DIRECTIONS FOR THIS TASK: Please copy out the entries until you have copied the line that contains "Creates a trigger", beginning with the first line.

INPUT MATERIAL:

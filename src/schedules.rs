use std::{num::NonZeroU64, time::Duration};

use ml_core::{now, Elapsed, Period};

/// A periodic trigger for auxiliary loop actions such as logging or evaluation.
///
/// Exactly one dimension of the period drives an instance, chosen in the order
/// steps, samples, time; any other dimension set on the period is ignored.
///
/// * Steps: fires when `steps >= offset` and `(steps - offset)` is a multiple of the
///   period. Stateless, so the same `Elapsed` always gives the same answer.
/// * Samples: fires once at least `period` samples were seen since the last firing.
/// * Time: fires once at least `period` of wall-clock time passed since the last
///   firing, or since construction.
#[derive(Debug, Clone)]
pub struct Every {
    period: Period,
    steps_offset: u64,
    last_samples: u64,
    last_time: f64,
}

impl Every {
    /// Creates a trigger for `period`, counting steps from `steps_offset`.
    pub fn new(period: Period, steps_offset: u64) -> Self {
        Self {
            period,
            steps_offset,
            last_samples: 0,
            last_time: now(),
        }
    }

    pub fn steps(steps: NonZeroU64) -> Self {
        Self::new(Period::steps(steps), 0)
    }

    pub fn samples(samples: NonZeroU64) -> Self {
        Self::new(Period::samples(samples), 0)
    }

    pub fn time(time: Duration) -> Self {
        Self::new(Period::time(time), 0)
    }

    pub fn with_offset(mut self, steps_offset: u64) -> Self {
        self.steps_offset = steps_offset;
        self
    }

    /// Returns whether the action is due at `elapsed`.
    pub fn fire(&mut self, elapsed: &Elapsed) -> bool {
        if let Some(period) = self.period.steps {
            return elapsed.steps >= self.steps_offset
                && (elapsed.steps - self.steps_offset) % period.get() == 0;
        }

        if let Some(period) = self.period.samples {
            if elapsed.samples.saturating_sub(self.last_samples) >= period.get() {
                self.last_samples = elapsed.samples;
                return true;
            }
            return false;
        }

        if let Some(period) = self.period.time {
            if elapsed.date - self.last_time >= period.as_secs_f64() {
                self.last_time = elapsed.date;
                return true;
            }
        }

        false
    }
}

/// Shorthand for a step-based [`Every`].
pub fn every(steps: NonZeroU64) -> Every {
    Every::steps(steps)
}
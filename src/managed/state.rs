use std::{collections::BTreeMap, fmt, sync::Arc};

use log::info;
use ml_core::{
    pytree::Pytree,
    Metric, MlError, OptState, Optimizer, Params, Result, StatefulMetric, Tensor, TensorMap,
};
use ml_strategies::{Eager, Strategy, StrategyRef};

use super::capabilities::{StepState, TrainState};

/// The model's forward pass: parameters and inputs to outputs.
pub type ApplyFn = Arc<dyn Fn(&Params, &Tensor) -> Result<Tensor> + Send + Sync>;

/// Optional fields of a [`ManagedState`].
#[derive(Debug, Clone, Default)]
pub struct Extras {
    pub metrics: BTreeMap<String, StatefulMetric>,
    pub batch_stats: Option<TensorMap>,
}

impl Extras {
    pub fn new() -> Self {
        Self::default()
    }

    pub fn with_metric(mut self, name: impl Into<String>, metric: impl Into<StatefulMetric>) -> Self {
        self.metrics.insert(name.into(), metric.into());
        self
    }

    pub fn with_batch_stats(mut self, stats: TensorMap) -> Self {
        self.batch_stats = Some(stats);
        self
    }
}

/// Training state that remembers the strategy it lives on.
///
/// Bundles the forward pass, parameters, optimizer and its buffers, a step counter,
/// named metric accumulators and optional batch statistics. Values are never mutated
/// in place: every change returns a new state.
///
/// Leaves, in flatten order: params, optimizer buffers, metric accumulators, batch
/// statistics. The step counter, forward pass, optimizer and strategy are carried
/// along unchanged by leaf transforms.
#[derive(Clone)]
pub struct ManagedState {
    apply_fn: ApplyFn,
    params: Params,
    tx: Optimizer,
    opt_state: OptState,
    step: u64,
    strategy: Strategy<ManagedState>,
    metrics: BTreeMap<String, StatefulMetric>,
    batch_stats: Option<TensorMap>,
}

impl ManagedState {
    /// Creates a state and moves it onto `strategy`.
    ///
    /// # Arguments
    /// * `apply_fn` - The model's forward pass.
    /// * `params` - Initial parameters, in host form.
    /// * `tx` - The optimizer; its buffers are initialized from `params`.
    /// * `strategy` - A registry name, spec or strategy instance.
    /// * `extras` - Metric accumulators and batch statistics to carry.
    ///
    /// # Errors
    /// Returns `MlError::UnknownStrategy` if `strategy` names no registered strategy,
    /// or any error raised while converting the state to its resident form.
    pub fn create(
        apply_fn: ApplyFn,
        params: Params,
        tx: Optimizer,
        strategy: impl Into<StrategyRef<ManagedState>>,
        extras: Extras,
    ) -> Result<Self> {
        let opt_state = tx.init(&params);
        let state = Self {
            apply_fn,
            params,
            tx,
            opt_state,
            step: 0,
            strategy: Strategy::new(Eager),
            metrics: extras.metrics,
            batch_stats: extras.batch_stats,
        };

        state.with_strategy(strategy)
    }

    /// Moves the state onto `strategy`.
    ///
    /// Returns the state untouched when `strategy` equals the current one. Otherwise
    /// the state goes through host form: the current strategy lowers it, the new one
    /// lifts it.
    ///
    /// # Errors
    /// Returns `MlError::UnknownStrategy` for an unregistered name, or the error of
    /// either conversion.
    pub fn with_strategy(self, strategy: impl Into<StrategyRef<ManagedState>>) -> Result<Self> {
        let strategy = strategy.into().resolve()?;
        if strategy == self.strategy {
            return Ok(self);
        }

        info!(
            from = self.strategy.to_string().as_str(),
            to = strategy.to_string().as_str();
            "migrating state"
        );

        let current = self.strategy.clone();
        let host = current.to_host(self)?;
        let mut resident = strategy.from_host(host)?;
        resident.strategy = strategy;
        Ok(resident)
    }

    pub fn params(&self) -> &Params {
        &self.params
    }

    pub fn opt_state(&self) -> &OptState {
        &self.opt_state
    }

    pub fn tx(&self) -> &Optimizer {
        &self.tx
    }

    /// Number of optimizer updates applied so far.
    pub fn step(&self) -> u64 {
        self.step
    }

    pub fn strategy(&self) -> &Strategy<ManagedState> {
        &self.strategy
    }

    pub fn metrics(&self) -> &BTreeMap<String, StatefulMetric> {
        &self.metrics
    }

    pub fn metric(&self, name: &str) -> Option<&StatefulMetric> {
        self.metrics.get(name)
    }

    pub fn batch_stats(&self) -> Option<&TensorMap> {
        self.batch_stats.as_ref()
    }

    /// Runs the forward pass with the state's parameters.
    pub fn apply(&self, inputs: &Tensor) -> Result<Tensor> {
        (self.apply_fn)(&self.params, inputs)
    }

    /// Runs the forward pass with `params` in place of the state's parameters.
    pub fn apply_with(&self, params: &Params, inputs: &Tensor) -> Result<Tensor> {
        (self.apply_fn)(params, inputs)
    }

    pub fn with_params(&self, params: Params) -> Self {
        Self {
            params,
            ..self.clone()
        }
    }

    /// Replaces metric field `name`, adding it if absent.
    pub fn with_metric(&self, name: impl Into<String>, metric: StatefulMetric) -> Self {
        let mut next = self.clone();
        next.metrics.insert(name.into(), metric);
        next
    }

    pub fn with_batch_stats(&self, stats: TensorMap) -> Self {
        Self {
            batch_stats: Some(stats),
            ..self.clone()
        }
    }

    /// Returns a copy with every metric accumulator emptied.
    pub fn reset_metrics(&self) -> Self {
        Self {
            metrics: self
                .metrics
                .iter()
                .map(|(name, metric)| (name.clone(), metric.empty()))
                .collect(),
            ..self.clone()
        }
    }

    /// Applies `grads` with the optimizer and advances the step counter.
    ///
    /// # Errors
    /// Returns the optimizer's error if `grads` does not match the parameters.
    pub fn apply_gradients(&self, grads: &Params) -> Result<Self> {
        let (params, opt_state) = self.tx.update(grads, &self.opt_state, &self.params)?;
        Ok(Self {
            params,
            opt_state,
            step: self.step + 1,
            ..self.clone()
        })
    }
}

impl fmt::Debug for ManagedState {
    fn fmt(&self, f: &mut fmt::Formatter<'_>) -> fmt::Result {
        f.debug_struct("ManagedState")
            .field("params", &self.params)
            .field("tx", &self.tx)
            .field("opt_state", &self.opt_state)
            .field("step", &self.step)
            .field("strategy", &self.strategy)
            .field("metrics", &self.metrics)
            .field("batch_stats", &self.batch_stats)
            .finish_non_exhaustive()
    }
}

impl Pytree for ManagedState {
    fn flatten(&self) -> Vec<Tensor> {
        let mut leaves = self.params.flatten();
        leaves.extend(self.opt_state.flatten());
        leaves.extend(self.metrics.flatten());
        leaves.extend(self.batch_stats.flatten());
        leaves
    }

    fn unflatten(&self, leaves: &mut dyn Iterator<Item = Tensor>) -> Result<Self> {
        let params = self.params.unflatten(leaves)?;
        let opt_state = self.opt_state.unflatten(leaves)?;
        let metrics = self.metrics.unflatten(leaves)?;
        let batch_stats = self.batch_stats.unflatten(leaves)?;
        Ok(Self {
            params,
            opt_state,
            metrics,
            batch_stats,
            ..self.clone()
        })
    }
}

impl StepState for ManagedState {
    fn strategy(&self) -> Option<&Strategy<Self>> {
        Some(&self.strategy)
    }

    fn metric(&self, name: &str) -> Option<&StatefulMetric> {
        self.metrics.get(name)
    }

    fn with_metric(&self, name: &str, metric: StatefulMetric) -> Result<Self> {
        if !self.metrics.contains_key(name) {
            return Err(MlError::MissingField {
                field: name.to_string(),
            });
        }
        Ok(ManagedState::with_metric(self, name, metric))
    }
}

impl TrainState for ManagedState {
    fn params(&self) -> &Params {
        &self.params
    }

    fn with_params(&self, params: Params) -> Self {
        ManagedState::with_params(self, params)
    }

    fn apply_gradients(&self, grads: &Params) -> Result<Self> {
        ManagedState::apply_gradients(self, grads)
    }

    fn batch_stats(&self) -> Option<&TensorMap> {
        self.batch_stats.as_ref()
    }

    fn with_batch_stats(&self, stats: TensorMap) -> Self {
        ManagedState::with_batch_stats(self, stats)
    }
}

use std::{
    num::NonZeroUsize,
    sync::{
        atomic::{AtomicUsize, Ordering},
        Arc,
    },
};

use ndarray::arr1;
use serde_json::json;
use training_loop_orchestration::{
    logs::{LOSSES, METRICS, STATEFUL_METRICS},
    step, tensor::scalar, train_step, Average, Eager, ExecutionStrategy, Extras, Logs,
    ManagedState, MetricCollection, MlError, Optimizer, Params, StatefulMetric, StepArg,
    StepContext, StepFn, StepOutput, Strategy, StrategyKey, StrategySpec, Tensor, TensorMap,
};

/// Eager execution that counts how many step callables it specialized.
struct CountingWraps {
    wraps: Arc<AtomicUsize>,
}

impl<S> ExecutionStrategy<S> for CountingWraps {
    fn key(&self) -> StrategyKey {
        StrategyKey::Custom("counting".into())
    }

    fn wrap(&self, step: StepFn<S>) -> StepFn<S> {
        self.wraps.fetch_add(1, Ordering::SeqCst);
        step
    }
}

fn identity(_: &StepContext<TensorMap>) -> training_loop_orchestration::Result<StepOutput<TensorMap>> {
    Ok(StepOutput::Unchanged)
}

fn scale(params: &Params, x: &Tensor) -> training_loop_orchestration::Result<Tensor> {
    Ok(x * params.require("w")?)
}

fn scalar_state(metrics: Extras) -> ManagedState {
    scalar_state_on("eager", metrics)
}

fn scalar_state_on(strategy: &str, metrics: Extras) -> ManagedState {
    let params = Params::new().with("w", scalar(1.0));
    ManagedState::create(
        Arc::new(scale),
        params,
        Optimizer::gradient_descent(0.1),
        strategy,
        metrics,
    )
    .unwrap()
}

#[test]
fn too_many_arguments_count_the_state() {
    let mut dispatcher = step(identity, "eager").unwrap();
    let err = dispatcher
        .call_with(TensorMap::new(), vec![StepArg::Empty; 5])
        .unwrap_err();
    assert!(matches!(err, MlError::ArgumentCount { max: 4, got: 6 }));
}

#[test]
fn misplaced_argument_is_an_injection_error() {
    let mut dispatcher = step(identity, "eager").unwrap();
    let err = dispatcher
        .call_with(TensorMap::new(), vec![StepArg::Statics(json!(1))])
        .unwrap_err();
    assert!(matches!(err, MlError::Injection { param: "batch" }));
}

#[test]
fn missing_batch_is_an_injection_error() {
    let mut dispatcher = step(
        |ctx: &StepContext<TensorMap>| {
            ctx.batch()?;
            Ok(StepOutput::Unchanged)
        },
        "eager",
    )
    .unwrap();

    let err = dispatcher.call(TensorMap::new(), None, None, None).unwrap_err();
    assert!(matches!(err, MlError::Injection { param: "batch" }));
}

#[test]
fn unknown_default_strategy_is_rejected() {
    let err = step(identity, "tpu").err().unwrap();
    assert!(matches!(err, MlError::UnknownStrategy { name } if name == "tpu"));
}

#[test]
fn default_spec_dispatches_under_jit() {
    let mut dispatcher = step(identity, StrategySpec::default()).unwrap();
    dispatcher.call(TensorMap::new(), None, None, None).unwrap();
    assert_eq!(dispatcher.cached_strategies(), vec![StrategyKey::Jit]);
}

#[test]
fn callable_is_built_once_per_strategy() {
    let wraps = Arc::new(AtomicUsize::new(0));
    let strategy = Strategy::new(CountingWraps {
        wraps: Arc::clone(&wraps),
    });
    let mut dispatcher = step(identity, strategy).unwrap();

    let mut state = TensorMap::new().with("x", arr1(&[1.0f32, 2.0]).into_dyn());
    for _ in 0..3 {
        let (logs, next) = dispatcher.call(state, None, None, None).unwrap();
        assert!(logs.is_empty());
        state = next;
    }

    assert_eq!(wraps.load(Ordering::SeqCst), 1);
    assert_eq!(
        dispatcher.cached_strategies(),
        vec![StrategyKey::Custom("counting".into())]
    );
}

#[test]
fn each_strategy_keeps_its_own_callable() {
    let mut dispatcher = step(
        |_: &StepContext<ManagedState>| Ok(StepOutput::Unchanged),
        "eager",
    )
    .unwrap();

    let state = scalar_state(Extras::new());
    let (_, state) = dispatcher.call(state, None, None, None).unwrap();
    let state = state.with_strategy("data_parallel:2").unwrap();
    let (_, state) = dispatcher.call(state, None, None, None).unwrap();
    let state = state.with_strategy("eager").unwrap();
    let (_, state) = dispatcher.call(state, None, None, None).unwrap();

    let cached = dispatcher.cached_strategies();
    assert_eq!(cached.len(), 2);
    assert!(cached.contains(&StrategyKey::Eager));
    assert!(cached.contains(&StrategyKey::DataParallel {
        devices: NonZeroUsize::new(2).unwrap()
    }));
    assert_eq!(state.strategy().key(), StrategyKey::Eager);
}

#[test]
fn bare_state_runs_on_the_default_strategy() {
    let mut dispatcher = step(
        |ctx: &StepContext<TensorMap>| {
            let x = ctx.state.require("x")?;
            Ok(StepOutput::State(TensorMap::new().with("x", x * 2.0)))
        },
        Strategy::new(Eager),
    )
    .unwrap();

    let state = TensorMap::new().with("x", arr1(&[1.0f32, 2.0]).into_dyn());
    let (_, state) = dispatcher.call(state, None, None, None).unwrap();

    assert_eq!(state.get("x").unwrap(), &arr1(&[2.0f32, 4.0]).into_dyn());
    assert_eq!(dispatcher.cached_strategies(), vec![StrategyKey::Eager]);
}

#[test]
fn train_step_requires_losses() {
    let mut dispatcher = train_step(
        |_: &StepContext<ManagedState>| Ok(StepOutput::Logs(Logs::new().with(METRICS, "m", 1.0f32))),
        "eager",
    )
    .unwrap();

    let err = dispatcher
        .call(scalar_state(Extras::new()), None, None, None)
        .unwrap_err();
    assert!(matches!(err, MlError::MissingOutput { key: LOSSES, .. }));
}

#[test]
fn train_step_rejects_empty_losses() {
    let mut dispatcher = train_step(
        |_: &StepContext<ManagedState>| Ok(StepOutput::Logs(Logs::new().with_category(LOSSES))),
        "eager",
    )
    .unwrap();

    let err = dispatcher
        .call(scalar_state(Extras::new()), None, None, None)
        .unwrap_err();
    assert!(matches!(err, MlError::EmptyOutput { key: LOSSES }));
}

#[test]
fn train_step_rejects_non_scalar_losses() {
    let mut dispatcher = train_step(
        |_: &StepContext<ManagedState>| {
            let logs = Logs::new().with(LOSSES, "mse", arr1(&[1.0f32, 2.0]).into_dyn());
            Ok(StepOutput::Logs(logs))
        },
        "eager",
    )
    .unwrap();

    let err = dispatcher
        .call(scalar_state(Extras::new()), None, None, None)
        .unwrap_err();
    match err {
        MlError::NonScalarLoss { name, shape } => {
            assert_eq!(name, "mse");
            assert_eq!(shape, vec![2]);
        }
        other => panic!("unexpected error: {other:?}"),
    }
}

#[test]
fn stateful_metrics_accumulate_into_state() {
    let mut dispatcher = step(
        |ctx: &StepContext<ManagedState>| {
            let value = ctx.statics()?.as_f64().unwrap_or_default() as f32;
            let update = StatefulMetric::from(Average::from_value("loss", value));
            Ok(StepOutput::Logs(Logs::new().with(STATEFUL_METRICS, "loss", update)))
        },
        "eager",
    )
    .unwrap();
    let state = scalar_state(Extras::new().with_metric("loss", Average::from_output("loss")));

    let (logs, state) = dispatcher.call(state, None, None, Some(json!(2.0))).unwrap();
    assert_eq!(logs.scalar(STATEFUL_METRICS, "loss"), Some(2.0));

    let (logs, state) = dispatcher.call(state, None, None, Some(json!(4.0))).unwrap();
    assert_eq!(logs.scalar(STATEFUL_METRICS, "loss"), Some(3.0));

    match state.metric("loss").unwrap() {
        StatefulMetric::Average(avg) => assert_eq!(avg.count(), 2.0),
        other => panic!("unexpected metric: {other:?}"),
    }

    let reset = state.reset_metrics();
    let (logs, _) = dispatcher.call(reset, None, None, Some(json!(5.0))).unwrap();
    assert_eq!(logs.scalar(STATEFUL_METRICS, "loss"), Some(5.0));
}

#[test]
fn stateful_metrics_merge_across_devices() {
    let mut dispatcher = step(
        |ctx: &StepContext<ManagedState>| {
            let update = ctx
                .state
                .metric("x")
                .ok_or_else(|| MlError::MissingField { field: "x".into() })?
                .single_from_outputs(ctx.batch()?)?;
            Ok(StepOutput::Logs(Logs::new().with(STATEFUL_METRICS, "x", update)))
        },
        "eager",
    )
    .unwrap();

    for strategy in ["eager", "data_parallel:2"] {
        let mut state =
            scalar_state_on(strategy, Extras::new().with_metric("x", Average::from_output("x")));
        let mut averages = Vec::new();
        for values in [[1.0f32, 2.0, 3.0, 10.0], [0.0; 4]] {
            let batch = TensorMap::new().with("x", arr1(&values).into_dyn());
            let (logs, next) = dispatcher.call(state, Some(batch), None, None).unwrap();
            averages.push(logs.scalar(STATEFUL_METRICS, "x").unwrap());
            state = next;
        }
        assert_eq!(averages, vec![4.0, 2.0], "{strategy}");
    }
}

#[test]
fn metric_collections_log_each_entry() {
    let collection = MetricCollection::new()
        .with("a", Average::from_output("a"))
        .with("b", Average::from_output("b"));

    let mut dispatcher = step(
        |ctx: &StepContext<ManagedState>| {
            let outputs = TensorMap::new().with("a", scalar(1.0)).with("b", scalar(3.0));
            let update = ctx
                .state
                .metric("stats")
                .ok_or_else(|| MlError::MissingField {
                    field: "stats".into(),
                })?
                .single_from_outputs(&outputs)?;
            Ok(StepOutput::Logs(Logs::new().with(STATEFUL_METRICS, "stats", update)))
        },
        "eager",
    )
    .unwrap();

    let state = scalar_state(Extras::new().with_metric("stats", collection));
    let (logs, _) = dispatcher.call(state, None, None, None).unwrap();

    assert_eq!(logs.scalar(STATEFUL_METRICS, "a"), Some(1.0));
    assert_eq!(logs.scalar(STATEFUL_METRICS, "b"), Some(3.0));
    assert!(logs.get(STATEFUL_METRICS, "stats").is_none());
}

#[test]
fn metric_without_a_state_field_fails() {
    let mut dispatcher = step(
        |_: &StepContext<ManagedState>| {
            let update = StatefulMetric::from(Average::from_value("loss", 1.0));
            Ok(StepOutput::Logs(Logs::new().with(STATEFUL_METRICS, "nope", update)))
        },
        "eager",
    )
    .unwrap();

    let err = dispatcher
        .call(scalar_state(Extras::new()), None, None, None)
        .unwrap_err();
    assert!(matches!(err, MlError::MissingField { field } if field == "nope"));
}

SOLVED PROBLEM:
filename src/schedules.rs
use std::{num::NonZeroU64, time::Duration};

use ml_core::{now, Elapsed, Period};

/// A periodic trigger for auxiliary loop actions such as logging or evaluation.
///
/// Exactly one dimension of the period drives an instance, chosen in the order
/// steps, samples, time; any other dimension set on the period is ignored.
///
/// * Steps: fires when `steps >= offset` and `(steps - offset)` is a multiple of the
///   period. Stateless, so the same `Elapsed` always gives the same answer.
/// * Samples: fires once at least `period` samples were seen since the last firing.
/// * Time: fires once at least `period` of wall-clock time passed since the last
///   firing, or since construction.
#[derive(Debug, Clone)]
pub struct Every {
    period: Period,
    steps_offset: u64,
    last_samples: u64,
    last_time: f64,
}

impl Every {
    /// Creates a trigger for `period`, counting steps from `steps_offset`.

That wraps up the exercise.